Exercise details: Look for the word "stdout" in the entries and copy each line where it appears.

Listed records:

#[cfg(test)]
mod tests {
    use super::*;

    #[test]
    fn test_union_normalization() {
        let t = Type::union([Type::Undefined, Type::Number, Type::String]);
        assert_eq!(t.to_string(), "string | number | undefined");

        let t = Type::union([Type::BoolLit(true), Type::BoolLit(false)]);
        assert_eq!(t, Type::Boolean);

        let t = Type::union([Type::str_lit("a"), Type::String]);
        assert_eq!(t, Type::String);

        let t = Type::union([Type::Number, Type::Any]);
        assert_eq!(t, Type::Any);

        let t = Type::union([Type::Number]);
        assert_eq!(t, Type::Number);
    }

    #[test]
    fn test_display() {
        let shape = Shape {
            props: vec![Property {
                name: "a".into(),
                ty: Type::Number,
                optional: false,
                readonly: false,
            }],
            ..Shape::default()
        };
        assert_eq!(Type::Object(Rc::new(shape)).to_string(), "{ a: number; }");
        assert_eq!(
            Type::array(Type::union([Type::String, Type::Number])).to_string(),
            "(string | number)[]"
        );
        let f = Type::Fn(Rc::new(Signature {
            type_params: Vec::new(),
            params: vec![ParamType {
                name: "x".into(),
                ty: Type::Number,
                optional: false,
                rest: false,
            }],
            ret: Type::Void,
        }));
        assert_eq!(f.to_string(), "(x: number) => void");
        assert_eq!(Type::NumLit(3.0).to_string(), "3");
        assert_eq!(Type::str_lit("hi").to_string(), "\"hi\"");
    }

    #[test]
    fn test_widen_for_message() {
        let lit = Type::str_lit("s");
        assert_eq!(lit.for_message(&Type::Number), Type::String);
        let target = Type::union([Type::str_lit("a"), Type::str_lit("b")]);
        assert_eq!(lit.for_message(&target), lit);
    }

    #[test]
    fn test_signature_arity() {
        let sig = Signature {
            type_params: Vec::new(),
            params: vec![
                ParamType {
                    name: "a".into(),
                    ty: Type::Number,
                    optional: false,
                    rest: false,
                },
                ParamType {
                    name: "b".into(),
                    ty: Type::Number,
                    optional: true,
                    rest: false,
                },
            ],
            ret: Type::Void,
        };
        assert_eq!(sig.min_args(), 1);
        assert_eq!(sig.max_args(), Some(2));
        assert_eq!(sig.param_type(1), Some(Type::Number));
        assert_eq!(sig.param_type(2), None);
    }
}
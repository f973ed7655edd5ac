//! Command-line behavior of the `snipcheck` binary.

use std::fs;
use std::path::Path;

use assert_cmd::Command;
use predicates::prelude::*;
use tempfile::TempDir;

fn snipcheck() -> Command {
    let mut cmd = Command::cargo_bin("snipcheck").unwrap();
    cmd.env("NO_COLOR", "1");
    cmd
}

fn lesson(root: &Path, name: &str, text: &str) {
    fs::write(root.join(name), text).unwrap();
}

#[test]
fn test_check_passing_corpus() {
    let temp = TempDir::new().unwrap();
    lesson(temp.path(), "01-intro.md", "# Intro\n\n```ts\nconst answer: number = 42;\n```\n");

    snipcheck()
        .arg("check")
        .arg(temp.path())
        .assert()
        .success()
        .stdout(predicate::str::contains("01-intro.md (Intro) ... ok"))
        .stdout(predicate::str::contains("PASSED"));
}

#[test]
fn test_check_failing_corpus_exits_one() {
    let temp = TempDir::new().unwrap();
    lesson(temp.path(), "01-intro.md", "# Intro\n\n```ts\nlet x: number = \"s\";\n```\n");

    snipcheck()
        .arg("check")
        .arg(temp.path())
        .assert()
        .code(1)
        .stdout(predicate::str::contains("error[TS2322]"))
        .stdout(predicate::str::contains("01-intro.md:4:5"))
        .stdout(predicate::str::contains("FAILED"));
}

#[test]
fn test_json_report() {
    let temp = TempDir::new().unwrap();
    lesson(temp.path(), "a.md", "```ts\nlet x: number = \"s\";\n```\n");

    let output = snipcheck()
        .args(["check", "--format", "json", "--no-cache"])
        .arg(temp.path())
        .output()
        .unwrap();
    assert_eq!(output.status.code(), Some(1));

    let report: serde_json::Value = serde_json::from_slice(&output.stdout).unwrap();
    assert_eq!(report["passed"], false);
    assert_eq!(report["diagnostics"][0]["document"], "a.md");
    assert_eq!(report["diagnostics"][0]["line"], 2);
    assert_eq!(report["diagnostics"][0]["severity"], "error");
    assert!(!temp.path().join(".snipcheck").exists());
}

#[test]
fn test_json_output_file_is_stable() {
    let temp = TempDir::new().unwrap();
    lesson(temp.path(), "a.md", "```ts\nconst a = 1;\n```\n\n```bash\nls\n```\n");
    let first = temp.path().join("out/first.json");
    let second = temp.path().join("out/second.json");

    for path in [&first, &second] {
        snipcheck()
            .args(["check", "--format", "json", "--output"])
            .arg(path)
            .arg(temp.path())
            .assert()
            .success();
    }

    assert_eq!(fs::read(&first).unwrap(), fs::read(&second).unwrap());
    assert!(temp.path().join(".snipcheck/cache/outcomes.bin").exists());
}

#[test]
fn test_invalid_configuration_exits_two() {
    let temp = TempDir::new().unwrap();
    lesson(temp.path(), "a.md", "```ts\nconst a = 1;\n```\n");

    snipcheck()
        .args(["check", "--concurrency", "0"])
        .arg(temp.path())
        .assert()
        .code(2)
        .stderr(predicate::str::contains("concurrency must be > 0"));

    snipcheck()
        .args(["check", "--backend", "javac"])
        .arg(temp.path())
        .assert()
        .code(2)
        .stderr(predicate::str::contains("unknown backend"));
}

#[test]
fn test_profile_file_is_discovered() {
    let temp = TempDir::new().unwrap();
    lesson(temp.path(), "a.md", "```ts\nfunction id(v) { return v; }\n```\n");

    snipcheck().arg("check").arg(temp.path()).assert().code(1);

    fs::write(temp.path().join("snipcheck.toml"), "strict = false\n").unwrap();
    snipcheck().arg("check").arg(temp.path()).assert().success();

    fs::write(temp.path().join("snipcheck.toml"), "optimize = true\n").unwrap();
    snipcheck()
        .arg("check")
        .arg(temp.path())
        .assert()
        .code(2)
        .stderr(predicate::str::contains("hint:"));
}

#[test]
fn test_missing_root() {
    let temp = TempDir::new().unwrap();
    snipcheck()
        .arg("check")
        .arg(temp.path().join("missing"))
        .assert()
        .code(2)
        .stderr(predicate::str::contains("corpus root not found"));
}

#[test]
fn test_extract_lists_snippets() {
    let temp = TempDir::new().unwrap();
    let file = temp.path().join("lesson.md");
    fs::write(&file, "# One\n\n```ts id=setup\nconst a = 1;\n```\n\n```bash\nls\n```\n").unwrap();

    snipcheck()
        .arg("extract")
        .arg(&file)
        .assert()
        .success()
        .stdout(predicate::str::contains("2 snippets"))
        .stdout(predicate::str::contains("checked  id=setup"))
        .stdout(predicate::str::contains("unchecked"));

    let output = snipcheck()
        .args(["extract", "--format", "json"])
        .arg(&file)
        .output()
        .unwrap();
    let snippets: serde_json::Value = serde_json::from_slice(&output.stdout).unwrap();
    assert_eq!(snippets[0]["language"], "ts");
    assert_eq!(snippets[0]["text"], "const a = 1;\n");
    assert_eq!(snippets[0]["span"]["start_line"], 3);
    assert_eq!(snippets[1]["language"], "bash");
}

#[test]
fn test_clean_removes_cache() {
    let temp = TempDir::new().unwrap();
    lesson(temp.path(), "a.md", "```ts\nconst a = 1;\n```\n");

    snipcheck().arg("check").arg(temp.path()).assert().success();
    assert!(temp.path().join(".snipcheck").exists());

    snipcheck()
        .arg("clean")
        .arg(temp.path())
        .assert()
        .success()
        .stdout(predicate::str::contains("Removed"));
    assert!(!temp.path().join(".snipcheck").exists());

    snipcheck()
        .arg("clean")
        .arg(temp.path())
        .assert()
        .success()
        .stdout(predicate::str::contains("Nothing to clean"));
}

Exercise solution:
        .stdout(predicate::str::contains("01-intro.md (Intro) ... ok"))
        .stdout(predicate::str::contains("PASSED"));
        .stdout(predicate::str::contains("error[TS2322]"))
        .stdout(predicate::str::contains("01-intro.md:4:5"))
        .stdout(predicate::str::contains("FAILED"));
    let report: serde_json::Value = serde_json::from_slice(&output.stdout).unwrap();
        .stdout(predicate::str::contains("2 snippets"))
        .stdout(predicate::str::contains("checked  id=setup"))
        .stdout(predicate::str::contains("unchecked"));
    let snippets: serde_json::Value = serde_json::from_slice(&output.stdout).unwrap();
        .stdout(predicate::str::contains("Removed"));
        .stdout(predicate::str::contains("Nothing to clean"));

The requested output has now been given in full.